China’s first comprehensive data privacy law came into effect earlier this month, and experts warn the law’s impact will be felt around the world.

china 156219 640smallAs Wired reports reports, the Personal Information Protection Law tightens rules on how companies use customers’ data and is joined at the hip with national security policy in Beijing. Multinational corporations that run afoul of PIPL could be effectively banned from handling Chinese personal information.

Yahoo shuttered its remaining Chinese operations when PIPL took effect on November 1. The tech company pointed to an “increasingly challenging business and legal environment.” LinkedIn left in October citing similar worries.

Like Europe’s General Data Protection Regulation, PIPL allows people to see their data, ask for corrections or deletions and withdraw their consent for a company to process their data. Yet while the GDPR sets up independent data regulators in each of the European Union’s countries, PIPL is overseen by China’s state-backed internet regulator.
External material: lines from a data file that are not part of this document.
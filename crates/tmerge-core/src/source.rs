//! Named byte blobs and the collaborators that supply them

use crate::error::{Error, Result};
use serde::{Deserialize, Serialize};
use std::fs;
use std::path::{Path, PathBuf};
use tracing::{debug, info, warn};
use walkdir::WalkDir;

/// One raw input file, fully read into memory
#[derive(Debug, Clone, PartialEq, Eq)]
pub struct SourceFile {
    /// Path relative to the source root with `/` separators; plain file
    /// name for top-level files
    pub name: String,
    /// Raw contents
    pub bytes: Vec<u8>,
}

impl SourceFile {
    pub fn new(name: impl Into<String>, bytes: Vec<u8>) -> Self {
        Self {
            name: name.into(),
            bytes,
        }
    }
}

/// Declarative file-name predicate; every predicate that is set must match
#[derive(Debug, Clone, Default, PartialEq, Eq, Serialize, Deserialize)]
pub struct FileFilter {
    #[serde(default, skip_serializing_if = "Option::is_none")]
    pub prefix: Option<String>,
    #[serde(default, skip_serializing_if = "Option::is_none")]
    pub contains: Option<String>,
    #[serde(default, skip_serializing_if = "Option::is_none")]
    pub suffix: Option<String>,
}

impl FileFilter {
    /// Names containing `keyword`
    pub fn containing(keyword: impl Into<String>) -> Self {
        Self {
            contains: Some(keyword.into()),
            ..Self::default()
        }
    }

    pub fn with_prefix(mut self, prefix: impl Into<String>) -> Self {
        self.prefix = Some(prefix.into());
        self
    }

    pub fn with_suffix(mut self, suffix: impl Into<String>) -> Self {
        self.suffix = Some(suffix.into());
        self
    }

    /// Test the last path segment of `name`
    pub fn matches(&self, name: &str) -> bool {
        let name = file_name(name);
        self.prefix.as_deref().map_or(true, |p| name.starts_with(p))
            && self.contains.as_deref().map_or(true, |c| name.contains(c))
            && self.suffix.as_deref().map_or(true, |s| name.ends_with(s))
    }
}

/// Last `/`-separated segment of a source file name
pub fn file_name(name: &str) -> &str {
    name.rsplit('/').next().unwrap_or(name)
}

/// Supplies the files a filter selects.
///
/// A file that cannot be delivered comes back as `SourceUnavailable`; the
/// merge treats it as absent.
pub trait FileSource {
    fn fetch(&self, filter: &FileFilter) -> Vec<Result<SourceFile>>;
}

/// Files held in memory
#[derive(Debug, Clone, Default)]
pub struct MemorySource {
    files: Vec<SourceFile>,
}

impl MemorySource {
    pub fn new(files: Vec<SourceFile>) -> Self {
        Self { files }
    }
}

impl FileSource for MemorySource {
    fn fetch(&self, filter: &FileFilter) -> Vec<Result<SourceFile>> {
        self.files
            .iter()
            .filter(|f| filter.matches(&f.name))
            .cloned()
            .map(Ok)
            .collect()
    }
}

/// A subject folder on the local filesystem
#[derive(Debug, Clone)]
pub struct DirectorySource {
    root: PathBuf,
}

impl DirectorySource {
    pub fn new<P: AsRef<Path>>(root: P) -> Self {
        Self {
            root: root.as_ref().to_path_buf(),
        }
    }

    /// Pick the first sub-folder of `root` whose name contains `subject`.
    ///
    /// Folders are visited in name order.
    pub fn for_subject<P: AsRef<Path>>(root: P, subject: &str) -> Result<Option<Self>> {
        let root = root.as_ref();
        let mut folders: Vec<PathBuf> = Vec::new();

        for entry in WalkDir::new(root).min_depth(1).max_depth(1) {
            let entry = entry?;
            if entry.file_type().is_dir() {
                folders.push(entry.into_path());
            }
        }
        folders.sort();

        let matched = folders.into_iter().find(|path| {
            path.file_name()
                .and_then(|n| n.to_str())
                .is_some_and(|n| n.contains(subject))
        });

        match &matched {
            Some(path) => info!(subject, folder = %path.display(), "matched subject folder"),
            None => warn!(subject, root = %root.display(), "no folder matches subject"),
        }

        Ok(matched.map(Self::new))
    }

    pub fn root(&self) -> &Path {
        &self.root
    }

    /// Every regular file under the root, named by its relative path,
    /// sorted by path
    fn list(&self) -> Result<Vec<(String, PathBuf)>> {
        let mut found = Vec::new();

        for entry in WalkDir::new(&self.root).follow_links(true) {
            let entry = entry?;
            if !entry.file_type().is_file() {
                continue;
            }
            found.push((self.relative_name(entry.path()), entry.path().to_path_buf()));
        }

        found.sort_by(|a, b| a.1.cmp(&b.1));
        Ok(found)
    }

    fn relative_name(&self, path: &Path) -> String {
        let relative = path.strip_prefix(&self.root).unwrap_or(path);
        let parts: Vec<String> = relative
            .components()
            .map(|c| c.as_os_str().to_string_lossy().into_owned())
            .collect();
        parts.join("/")
    }
}

impl FileSource for DirectorySource {
    fn fetch(&self, filter: &FileFilter) -> Vec<Result<SourceFile>> {
        let listing = match self.list() {
            Ok(listing) => listing,
            Err(e) => {
                return vec![Err(Error::SourceUnavailable {
                    name: self.root.display().to_string(),
                    reason: e.to_string(),
                })]
            }
        };

        listing
            .into_iter()
            .filter(|(name, _)| filter.matches(name))
            .map(|(name, path)| {
                debug!(file = %name, "reading source file");
                fs::read(&path)
                    .map(|bytes| SourceFile::new(name.clone(), bytes))
                    .map_err(|e| Error::SourceUnavailable {
                        name,
                        reason: e.to_string(),
                    })
            })
            .collect()
    }
}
According to Wired, under PIPL, “any reasonable-sized company operating in and out of China could be swept up in [a national-security] review process."

No organization looking to do business can afford to ignore PIPL, cautions Isabelle Hajjar, cybersecurity and privacy head of compliance for digital risks and security firm TekID, and Mathieu Gorge, founder of cybersecurity company VigiTrust. Writing in VentureBeat, they advise running a compliance self-evaluation, knowing the PIPL risks of every decision and continuing to audit compliance regularly.

As cybersecurity risk-assessment firm ACA Aponix notes in a report on PIPL, similar to GDPR, the law applies to companies without a physical presence in China, if the companies are targeting people within China or monitoring their data.

According to ACA Aponix, organizations should take inventory of their personal data assets, including specifics about sensitive personal data elements, cross-border transfers and third-party relationships. ACA Aponix also recommends a records management program that requires secure disposal or personal data after a certain retention period.